Task prompt:
Word for word, restate the entries below from their first line through the line that contains "let config = load_config();".

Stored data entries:
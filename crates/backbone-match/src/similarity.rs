use backbone_types::NameSimilarity;

/// Fuzzy string distance scaled to 0..100, backed by Jaro-Winkler.
///
/// Scientific name variants mostly differ in suffixes (gender endings,
/// latinisation), which Jaro-Winkler's common-prefix weighting handles well.
#[derive(Clone, Copy, Debug, Default)]
pub struct JaroWinklerSimilarity;

impl NameSimilarity for JaroWinklerSimilarity {
    fn similarity(&self, a: &str, b: &str) -> f64 {
        strsim::jaro_winkler(&a.to_lowercase(), &b.to_lowercase()) * 100.0
    }
}

#[cfg(test)]
mod tests {
    use super::*;

    #[test]
    fn identical_names_score_100() {
        let sim = JaroWinklerSimilarity;
        assert_eq!(sim.similarity("Puma concolor", "Puma concolor"), 100.0);
        assert_eq!(sim.similarity("Puma concolor", "PUMA CONCOLOR"), 100.0);
    }

    #[test]
    fn close_variants_score_high() {
        let sim = JaroWinklerSimilarity;
        let s = sim.similarity("Puma concolor", "Puma concolour");
        assert!(s > 90.0 && s < 100.0, "got {s}");
    }

    #[test]
    fn unrelated_names_score_low() {
        let sim = JaroWinklerSimilarity;
        let s = sim.similarity("Puma concolor", "Abies alba");
        assert!(s < 70.0, "got {s}");
    }
}
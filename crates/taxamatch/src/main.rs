use std::env;
use std::net::SocketAddr;
use std::path::PathBuf;
use std::sync::Arc;
use std::time::Instant;

use anyhow::Context;
use tokio::net::TcpListener;
use tower_http::trace::TraceLayer;
use tracing::info;
use tracing_subscriber::EnvFilter;

use backbone_index::{TaxonIndex, build_index};
use backbone_match::{DefaultNameParser, MatchEngine};
use taxamatch::{AppState, router};

const DEFAULT_PORT: u16 = 8080;
const DEFAULT_HOST: &str = "0.0.0.0";
const DEFAULT_CHECKLIST: &str = "checklist.zip";
const DEFAULT_INDEX_DIR: &str = "taxon-index";

#[tokio::main]
async fn main() -> anyhow::Result<()> {
    init_tracing();

    let config = load_config();
    info!("binding to {}:{}", config.host, config.port);
    info!("using index at {}", config.index_dir.display());

    if config.reindex || !config.index_dir.join("meta.json").exists() {
        info!(
            "building index from checklist at {}",
            config.checklist_path.display()
        );
        let start = Instant::now();
        let stats = build_index(&config.checklist_path, &config.index_dir, &DefaultNameParser)
            .with_context(|| {
                format!("indexing {}", config.checklist_path.display())
            })?;
        info!(
            "indexed {} of {} usages in {} ms",
            stats.indexed,
            stats.rows,
            start.elapsed().as_millis()
        );
    }

    let index = TaxonIndex::open(&config.index_dir)
        .with_context(|| format!("opening index at {}", config.index_dir.display()))?;
    let state = AppState {
        engine: Arc::new(MatchEngine::new(index)),
    };

    let app = router(state).layer(TraceLayer::new_for_http());
    let addr: SocketAddr = format!("{}:{}", config.host, config.port)
        .parse()
        .context("invalid listen address")?;
    let listener = TcpListener::bind(addr).await?;

    axum::serve(listener, app).await?;
    Ok(())
}

#[derive(Debug, Clone)]
struct Config {
    host: String,
    port: u16,
    checklist_path: PathBuf,
    index_dir: PathBuf,
    reindex: bool,
}

fn load_config() -> Config {
    let mut reindex = false;
    let mut cli_checklist: Option<PathBuf> = None;
    let mut cli_index_dir: Option<PathBuf> = None;
    let mut args = env::args().skip(1).peekable();
    while let Some(arg) = args.next() {
        match arg.as_str() {
            "--reindex" => reindex = true,
            "--checklist" => {
                if let Some(path) = args.next() {
                    cli_checklist = Some(PathBuf::from(path));
                }
            }
            "--index-dir" => {
                if let Some(path) = args.next() {
                    cli_index_dir = Some(PathBuf::from(path));
                }
            }
            _ => {
                if let Some(path) = arg.strip_prefix("--checklist=") {
                    cli_checklist = Some(PathBuf::from(path));
                } else if let Some(path) = arg.strip_prefix("--index-dir=") {
                    cli_index_dir = Some(PathBuf::from(path));
                }
            }
        }
    }

    let host = env::var("HOST").unwrap_or_else(|_| DEFAULT_HOST.to_string());
    let port = env::var("PORT")
        .ok()
        .and_then(|p| p.parse::<u16>().ok())
        .unwrap_or(DEFAULT_PORT);
    let checklist_path = cli_checklist
        .or_else(|| env::var("CHECKLIST_PATH").ok().map(PathBuf::from))
        .unwrap_or_else(|| PathBuf::from(DEFAULT_CHECKLIST));
    let index_dir = cli_index_dir
        .or_else(|| env::var("INDEX_DIR").ok().map(PathBuf::from))
        .unwrap_or_else(|| PathBuf::from(DEFAULT_INDEX_DIR));

    Config {
        host,
        port,
        checklist_path,
        index_dir,
        reindex,
    }
}

fn init_tracing() {
    let env_filter = EnvFilter::try_from_default_env()
        .or_else(|_| EnvFilter::try_new("info"))
        .unwrap_or_else(|_| EnvFilter::new("info"));
    tracing_subscriber::fmt()
        .with_env_filter(env_filter)
        .with_target(false)
        .with_level(true)
        .init();
}
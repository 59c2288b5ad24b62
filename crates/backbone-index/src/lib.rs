//! Taxon index over a checklist export.
//!
//! The index is built once at startup from a `NameUsage.tsv` inside a zipped
//! checklist archive and then opened read-only. It preselects candidate
//! usages for the match engine: by id, by canonical name (exact or within a
//! bounded edit distance) and by canonical-name prefix for auto-complete.
//!
//! Every document stores the full denormalized [`backbone_types::TaxonUsage`]
//! so a hit never needs a second lookup.

mod builder;
mod error;
mod index;
mod normalize;
mod schema;

pub use builder::{BuildStats, build_index};
pub use error::IndexError;
pub use index::{MAX_CANDIDATES, NameHit, TaxonIndex, filter_species_aggregate};
pub use normalize::normalize;
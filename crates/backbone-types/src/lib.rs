//! Shared vocabulary and data model for backbone taxonomy matching.
//!
//! The crate holds the rank/status enums used throughout the index and the
//! matching pipeline, the denormalized [`TaxonUsage`] view of an indexed
//! checklist record, the [`Classification`] context callers can pass along
//! with a query, and the pluggable capability contracts ([`NameParser`],
//! [`AuthorComparator`], [`NameSimilarity`]) the match engine is built
//! against.
//!
//! Rank ordinals are load-bearing: [`Rank`] variants are declared from the
//! highest rank down to [`Rank::Unranked`], and rank distance scoring relies
//! on that declaration order. Ordinals are never persisted across releases,
//! so reordering is safe as long as index and service are rebuilt together.

mod rank;
mod traits;
mod usage;

pub use rank::{DWC_RANKS, LINNEAN_RANKS, Rank};
pub use traits::{AuthorComparator, NameParser, NameSimilarity, ParsedName, UnparsableName};
pub use usage::{
    Classification, ClassificationEntry, Equality, Kingdom, MatchType, NameType, TaxonUsage,
    TaxonomicStatus,
};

Solution below:
filename crates/backbone-match/src/similarity.rs
use backbone_types::NameSimilarity;

/// Fuzzy string distance scaled to 0..100, backed by Jaro-Winkler.
///
/// Scientific name variants mostly differ in suffixes (gender endings,
/// latinisation), which Jaro-Winkler's common-prefix weighting handles well.
#[derive(Clone, Copy, Debug, Default)]
pub struct JaroWinklerSimilarity;

impl NameSimilarity for JaroWinklerSimilarity {
    fn similarity(&self, a: &str, b: &str) -> f64 {
        strsim::jaro_winkler(&a.to_lowercase(), &b.to_lowercase()) * 100.0
    }
}

#[cfg(test)]
mod tests {
    use super::*;

    #[test]
    fn identical_names_score_100() {
        let sim = JaroWinklerSimilarity;
        assert_eq!(sim.similarity("Puma concolor", "Puma concolor"), 100.0);
        assert_eq!(sim.similarity("Puma concolor", "PUMA CONCOLOR"), 100.0);
    }

    #[test]
    fn close_variants_score_high() {
        let sim = JaroWinklerSimilarity;
        let s = sim.similarity("Puma concolor", "Puma concolour");
        assert!(s > 90.0 && s < 100.0, "got {s}");
    }

    #[test]
    fn unrelated_names_score_low() {
        let sim = JaroWinklerSimilarity;
        let s = sim.similarity("Puma concolor", "Abies alba");
        assert!(s < 70.0, "got {s}");
    }
}
filename crates/taxamatch/src/main.rs
use std::env;
use std::net::SocketAddr;
use std::path::PathBuf;
use std::sync::Arc;
use std::time::Instant;

use anyhow::Context;
use tokio::net::TcpListener;
use tower_http::trace::TraceLayer;
use tracing::info;
use tracing_subscriber::EnvFilter;

use backbone_index::{TaxonIndex, build_index};
use backbone_match::{DefaultNameParser, MatchEngine};
use taxamatch::{AppState, router};

const DEFAULT_PORT: u16 = 8080;
const DEFAULT_HOST: &str = "0.0.0.0";
const DEFAULT_CHECKLIST: &str = "checklist.zip";
const DEFAULT_INDEX_DIR: &str = "taxon-index";

#[tokio::main]
async fn main() -> anyhow::Result<()> {
    init_tracing();

    let config = load_config();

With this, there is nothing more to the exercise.